Task prompt |
Provide the data again in its entirety, exactly as given.
**** Information provided ****
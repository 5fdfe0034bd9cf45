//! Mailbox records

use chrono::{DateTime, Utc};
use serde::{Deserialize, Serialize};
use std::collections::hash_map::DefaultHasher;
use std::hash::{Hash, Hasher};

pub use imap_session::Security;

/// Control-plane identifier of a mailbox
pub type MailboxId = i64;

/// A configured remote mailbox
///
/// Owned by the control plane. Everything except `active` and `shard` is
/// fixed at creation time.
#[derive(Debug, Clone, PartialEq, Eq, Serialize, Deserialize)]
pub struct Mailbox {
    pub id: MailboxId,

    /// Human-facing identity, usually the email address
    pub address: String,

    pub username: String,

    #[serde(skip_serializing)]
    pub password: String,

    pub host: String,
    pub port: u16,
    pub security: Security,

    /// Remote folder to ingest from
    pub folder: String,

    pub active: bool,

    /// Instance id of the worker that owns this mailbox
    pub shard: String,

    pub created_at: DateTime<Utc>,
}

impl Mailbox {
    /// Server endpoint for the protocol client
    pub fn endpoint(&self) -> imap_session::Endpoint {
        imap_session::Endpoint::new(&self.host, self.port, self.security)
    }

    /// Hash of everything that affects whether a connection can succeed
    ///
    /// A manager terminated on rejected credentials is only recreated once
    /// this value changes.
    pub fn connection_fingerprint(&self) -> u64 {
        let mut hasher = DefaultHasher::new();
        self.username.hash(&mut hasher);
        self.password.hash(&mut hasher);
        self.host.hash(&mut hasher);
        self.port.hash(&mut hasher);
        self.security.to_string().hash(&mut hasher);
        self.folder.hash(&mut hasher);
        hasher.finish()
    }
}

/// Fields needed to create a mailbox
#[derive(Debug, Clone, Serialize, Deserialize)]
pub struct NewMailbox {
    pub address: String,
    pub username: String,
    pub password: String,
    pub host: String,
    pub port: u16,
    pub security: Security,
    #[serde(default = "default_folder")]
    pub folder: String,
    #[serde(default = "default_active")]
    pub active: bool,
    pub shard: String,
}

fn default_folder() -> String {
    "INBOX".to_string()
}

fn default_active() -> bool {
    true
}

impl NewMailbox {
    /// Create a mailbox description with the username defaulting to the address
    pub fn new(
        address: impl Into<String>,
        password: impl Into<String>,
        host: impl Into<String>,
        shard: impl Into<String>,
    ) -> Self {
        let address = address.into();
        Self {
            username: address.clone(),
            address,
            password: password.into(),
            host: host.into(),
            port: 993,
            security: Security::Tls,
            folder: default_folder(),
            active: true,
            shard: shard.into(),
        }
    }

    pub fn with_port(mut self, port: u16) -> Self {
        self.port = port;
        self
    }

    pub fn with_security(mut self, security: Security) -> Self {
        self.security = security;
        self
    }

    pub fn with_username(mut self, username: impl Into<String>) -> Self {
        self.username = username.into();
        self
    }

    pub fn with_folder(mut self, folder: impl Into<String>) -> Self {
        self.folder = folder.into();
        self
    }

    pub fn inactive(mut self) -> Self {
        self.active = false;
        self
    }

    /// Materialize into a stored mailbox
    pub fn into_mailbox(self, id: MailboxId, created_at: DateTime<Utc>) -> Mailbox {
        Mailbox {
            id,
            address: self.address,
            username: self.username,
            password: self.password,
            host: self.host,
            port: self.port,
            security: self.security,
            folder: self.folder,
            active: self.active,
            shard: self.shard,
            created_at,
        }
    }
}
****
Response for this exercise |
repository 5fdfe0034bd9cf45
//! Mailbox records

use chrono::{DateTime, Utc};
use serde::{Deserialize, Serialize};
use std::collections::hash_map::DefaultHasher;
use std::hash::{Hash, Hasher};

pub use imap_session::Security;

/// Control-plane identifier of a mailbox
pub type MailboxId = i64;

/// A configured remote mailbox
///
/// Owned by the control plane. Everything except `active` and `shard` is
/// fixed at creation time.
#[derive(Debug, Clone, PartialEq, Eq, Serialize, Deserialize)]
pub struct Mailbox {
    pub id: MailboxId,

    /// Human-facing identity, usually the email address
    pub address: String,

    pub username: String,

    #[serde(skip_serializing)]
    pub password: String,

    pub host: String,
    pub port: u16,
    pub security: Security,

    /// Remote folder to ingest from
    pub folder: String,

    pub active: bool,

    /// Instance id of the worker that owns this mailbox
    pub shard: String,

    pub created_at: DateTime<Utc>,
}

impl Mailbox {
    /// Server endpoint for the protocol client
    pub fn endpoint(&self) -> imap_session::Endpoint {
        imap_session::Endpoint::new(&self.host, self.port, self.security)
    }

    /// Hash of everything that affects whether a connection can succeed
    ///
    /// A manager terminated on rejected credentials is only recreated once
    /// this value changes.
    pub fn connection_fingerprint(&self) -> u64 {
        let mut hasher = DefaultHasher::new();
        self.username.hash(&mut hasher);
        self.password.hash(&mut hasher);
        self.host.hash(&mut hasher);
        self.port.hash(&mut hasher);
        self.security.to_string().hash(&mut hasher);
        self.folder.hash(&mut hasher);
        hasher.finish()
    }
}

/// Fields needed to create a mailbox
#[derive(Debug, Clone, Serialize, Deserialize)]
pub struct NewMailbox {
    pub address: String,
    pub username: String,
    pub password: String,
    pub host: String,
    pub port: u16,
    pub security: Security,
    #[serde(default = "default_folder")]
    pub folder: String,
    #[serde(default = "default_active")]
    pub active: bool,
    pub shard: String,
}

fn default_folder() -> String {
    "INBOX".to_string()
}

fn default_active() -> bool {
    true
}

impl NewMailbox {
    /// Create a mailbox description with the username defaulting to the address
    pub fn new(
        address: impl Into<String>,
        password: impl Into<String>,
        host: impl Into<String>,
        shard: impl Into<String>,
    ) -> Self {
        let address = address.into();
        Self {
            username: address.clone(),
            address,
            password: password.into(),
            host: host.into(),
            port: 993,
            security: Security::Tls,
            folder: default_folder(),
            active: true,
            shard: shard.into(),
        }
    }

    pub fn with_port(mut self, port: u16) -> Self {
        self.port = port;
        self
    }

    pub fn with_security(mut self, security: Security) -> Self {
        self.security = security;
        self
    }

    pub fn with_username(mut self, username: impl Into<String>) -> Self {
        self.username = username.into();
        self
    }

    pub fn with_folder(mut self, folder: impl Into<String>) -> Self {
        self.folder = folder.into();
        self
    }

    pub fn inactive(mut self) -> Self {
        self.active = false;
        self
    }

    /// Materialize into a stored mailbox
    pub fn into_mailbox(self, id: MailboxId, created_at: DateTime<Utc>) -> Mailbox {
        Mailbox {
            id,
            address: self.address,
            username: self.username,
            password: self.password,
            host: self.host,
            port: self.port,
            security: self.security,
            folder: self.folder,
            active: self.active,
            shard: self.shard,
            created_at,
        }
    }
}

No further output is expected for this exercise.